§ Task instructions: Go through the listing below and report how many lines contain the word "directory"; write no other words.

§ Record set:
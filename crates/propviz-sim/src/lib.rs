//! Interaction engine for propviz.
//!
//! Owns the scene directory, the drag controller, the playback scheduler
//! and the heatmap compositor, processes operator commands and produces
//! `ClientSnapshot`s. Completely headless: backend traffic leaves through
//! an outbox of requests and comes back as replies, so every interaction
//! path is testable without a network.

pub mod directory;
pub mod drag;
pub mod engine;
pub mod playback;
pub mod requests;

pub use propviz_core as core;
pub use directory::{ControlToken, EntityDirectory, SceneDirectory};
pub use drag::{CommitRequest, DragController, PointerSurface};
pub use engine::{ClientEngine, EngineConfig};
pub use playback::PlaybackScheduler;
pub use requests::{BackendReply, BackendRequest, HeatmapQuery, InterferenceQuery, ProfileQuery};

§ Answer below: 3